//! Playback thread draining the frame queue into the sink

use bytes::Bytes;
use parking_lot::Mutex;
use std::sync::atomic::{AtomicBool, AtomicU64, Ordering};
use std::sync::Arc;
use std::thread::{self, JoinHandle};
use std::time::Duration;

use crate::audio::buffer::{FrameQueue, SharedFrameQueue};
use crate::audio::capture::FailureHandler;
use crate::audio::session::AudioControlState;
use crate::audio::source::PlaybackSink;
use crate::error::AudioError;

/// How long the playback thread waits for a frame before re-checking state
const POLL_INTERVAL: Duration = Duration::from_millis(20);

/// A running playback thread and its input queue
pub struct PlaybackPipeline {
    queue: SharedFrameQueue,
    running: Arc<AtomicBool>,
    frames_played: Arc<AtomicU64>,
    thread_handle: Option<JoinHandle<()>>,
}

impl PlaybackPipeline {
    /// Start the sink and spawn the playback thread.
    ///
    /// Volume is read from `control` once per cycle, so a change applies to
    /// the next frame written.
    pub fn start(
        mut sink: Box<dyn PlaybackSink>,
        control: Arc<Mutex<AudioControlState>>,
        queue_frames: usize,
        on_failure: FailureHandler,
    ) -> Result<Self, AudioError> {
        sink.start()?;

        let queue: SharedFrameQueue = Arc::new(FrameQueue::new(queue_frames));
        let running = Arc::new(AtomicBool::new(true));
        let frames_played = Arc::new(AtomicU64::new(0));

        let queue_for_loop = Arc::clone(&queue);
        let running_for_loop = Arc::clone(&running);
        let played_for_loop = Arc::clone(&frames_played);

        let handle = thread::Builder::new()
            .name("audio-playback".to_string())
            .spawn(move || {
                let mut applied_volume: Option<f32> = None;
                let mut failure = None;

                while running_for_loop.load(Ordering::Acquire) {
                    let volume = control.lock().volume;
                    if applied_volume != Some(volume) {
                        sink.set_volume(volume);
                        applied_volume = Some(volume);
                    }

                    let frame = match queue_for_loop.pop_timeout(POLL_INTERVAL) {
                        Some(frame) => frame,
                        None => continue,
                    };

                    if let Err(e) = sink.write(&frame) {
                        failure = Some(e);
                        break;
                    }
                    played_for_loop.fetch_add(1, Ordering::Relaxed);
                }

                sink.stop();

                // Only a failure while still wanted is reported
                if let Some(e) = failure {
                    if running_for_loop.swap(false, Ordering::AcqRel) {
                        tracing::error!("Audio playback failed: {}", e);
                        on_failure(e);
                    }
                }
            })
            .map_err(|e| AudioError::Playback(format!("failed to spawn playback thread: {}", e)))?;

        tracing::info!("Audio playback started");

        Ok(Self {
            queue,
            running,
            frames_played,
            thread_handle: Some(handle),
        })
    }

    /// Queue a decoded frame. Returns false if it was dropped.
    pub fn push(&self, frame: Bytes) -> bool {
        if !self.running.load(Ordering::Acquire) {
            return false;
        }
        self.queue.push(frame)
    }

    /// Stop accepting frames; the thread exits within one poll interval
    pub fn halt(&self) {
        self.running.store(false, Ordering::Release);
        self.queue.clear();
    }

    pub fn join(&mut self) {
        if let Some(handle) = self.thread_handle.take() {
            if handle.join().is_err() {
                tracing::error!("Audio playback thread panicked");
            }
        }
    }

    /// Halt and join
    pub fn stop(&mut self) {
        self.halt();
        self.join();
    }

    pub fn is_running(&self) -> bool {
        self.running.load(Ordering::Acquire)
    }

    pub fn frames_played(&self) -> u64 {
        self.frames_played.load(Ordering::Relaxed)
    }

    pub fn overflow_count(&self) -> usize {
        self.queue.overflow_count()
    }

    pub fn queue(&self) -> &FrameQueue {
        &self.queue
    }
}

impl Drop for PlaybackPipeline {
    fn drop(&mut self) {
        self.stop();
    }
}
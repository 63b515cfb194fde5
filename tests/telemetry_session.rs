//! Telemetry session end-to-end over the in-memory relay

mod common;

use std::sync::Arc;
use std::time::Duration;

use common::*;
use proximity_relay::config::{PrivacySettings, TelemetryConfig};
use proximity_relay::connection::{Frame, MemoryPeer, MemoryRelay, MemoryTransport, SessionState};
use proximity_relay::identity::{Identity, StaticIdentity};
use proximity_relay::proximity::{GeoPoint, ProximityEngine, ProximityLevel, ProximityThresholds};
use proximity_relay::telemetry::{
    ManualPositionSource, TelemetryDeps, TelemetryEvent, TelemetryMessage, TelemetrySession,
};

const ENDPOINT: &str = "mem://relay/location";

const SELF_SF: (f64, f64) = (37.7749, -122.4194);
const PEER_SF: (f64, f64) = (37.7749, -122.4204);

struct Harness {
    session: TelemetrySession,
    relay: MemoryRelay,
    transport: Arc<MemoryTransport>,
    source: Arc<ManualPositionSource>,
}

fn harness(privacy: PrivacySettings) -> Harness {
    let (transport, relay) = MemoryTransport::new();
    let source = ManualPositionSource::new();
    let session = TelemetrySession::new(
        TelemetryDeps {
            transport: transport.clone(),
            keys: key_provider(),
            identity: Arc::new(StaticIdentity(Identity::new("self-id", "Me"))),
            source: source.clone(),
        },
        ProximityEngine::new(ProximityThresholds::default(), 50, true),
        TelemetryConfig::default(),
        privacy,
    );
    Harness {
        session,
        relay,
        transport,
        source,
    }
}

async fn connected(h: &mut Harness) -> MemoryPeer {
    h.session.connect(ENDPOINT).await.unwrap();
    within(h.relay.accept()).await.unwrap()
}

fn peer_report(id: &str, name: &str, (lat, lon): (f64, f64)) -> Frame {
    let message = TelemetryMessage {
        id: id.to_string(),
        name: name.to_string(),
        latitude: lat,
        longitude: lon,
    };
    Frame::Text(message.seal(&relay_codec()).unwrap())
}

fn proximity_changes(events: &[TelemetryEvent]) -> Vec<(String, ProximityLevel)> {
    events
        .iter()
        .filter_map(|e| match e {
            TelemetryEvent::ProximityChanged { peer, level, .. } => {
                Some((peer.peer_id.clone(), *level))
            }
            _ => None,
        })
        .collect()
}
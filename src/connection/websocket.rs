//! WebSocket transport to the relay

use async_trait::async_trait;
use bytes::Bytes;
use futures_util::{future, SinkExt, StreamExt};
use tokio_tungstenite::connect_async;
use tokio_tungstenite::tungstenite::protocol::frame::coding::CloseCode;
use tokio_tungstenite::tungstenite::protocol::{CloseFrame, Message};
use tokio_tungstenite::tungstenite::Error as WsError;

use super::{Frame, FrameSink, FrameStream, Transport};
use crate::error::ConnError;

/// Plain `ws://` client transport. TLS is terminated in front of the relay,
/// so `wss://` endpoints are refused before any connection attempt.
#[derive(Debug, Clone, Default)]
pub struct WebSocketTransport;

impl WebSocketTransport {
    pub fn new() -> Self {
        Self
    }
}

#[async_trait]
impl Transport for WebSocketTransport {
    async fn connect(&self, endpoint: &str) -> Result<(FrameSink, FrameStream), ConnError> {
        if !endpoint.starts_with("ws://") {
            return Err(ConnError::InvalidEndpoint(endpoint.to_string()));
        }

        let (ws, response) = connect_async(endpoint)
            .await
            .map_err(|e| ConnError::Transport(e.to_string()))?;
        tracing::debug!(status = %response.status(), "WebSocket handshake complete");

        let (write, read) = ws.split();
        let sink = write
            .sink_map_err(|e| ConnError::Transport(e.to_string()))
            .with(|frame: Frame| future::ready(Ok::<_, ConnError>(to_message(frame))));
        let stream = read.filter_map(|msg| future::ready(from_message(msg)));

        Ok((Box::pin(sink), Box::pin(stream)))
    }
}

fn to_message(frame: Frame) -> Message {
    match frame {
        Frame::Binary(data) => Message::Binary(data.to_vec()),
        Frame::Text(text) => Message::Text(text),
        Frame::Close(reason) => Message::Close(reason.map(|reason| CloseFrame {
            code: CloseCode::Normal,
            reason: reason.into(),
        })),
    }
}

/// Control frames are handled by tungstenite and never surface
fn from_message(msg: Result<Message, WsError>) -> Option<Result<Frame, ConnError>> {
    match msg {
        Ok(Message::Binary(data)) => Some(Ok(Frame::Binary(Bytes::from(data)))),
        Ok(Message::Text(text)) => Some(Ok(Frame::Text(text))),
        Ok(Message::Close(close)) => Some(Ok(Frame::Close(
            close.map(|frame| frame.reason.into_owned()),
        ))),
        Ok(Message::Ping(_)) | Ok(Message::Pong(_)) | Ok(Message::Frame(_)) => None,
        Err(WsError::ConnectionClosed) | Err(WsError::AlreadyClosed) => None,
        Err(e) => Some(Err(ConnError::Transport(e.to_string()))),
    }
}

● WORK ORDER
Copy out every line from the data above in which the word "FrameSink" occurs.

● SOLVED EXERCISE
use super::{Frame, FrameSink, FrameStream, Transport};
    async fn connect(&self, endpoint: &str) -> Result<(FrameSink, FrameStream), ConnError> {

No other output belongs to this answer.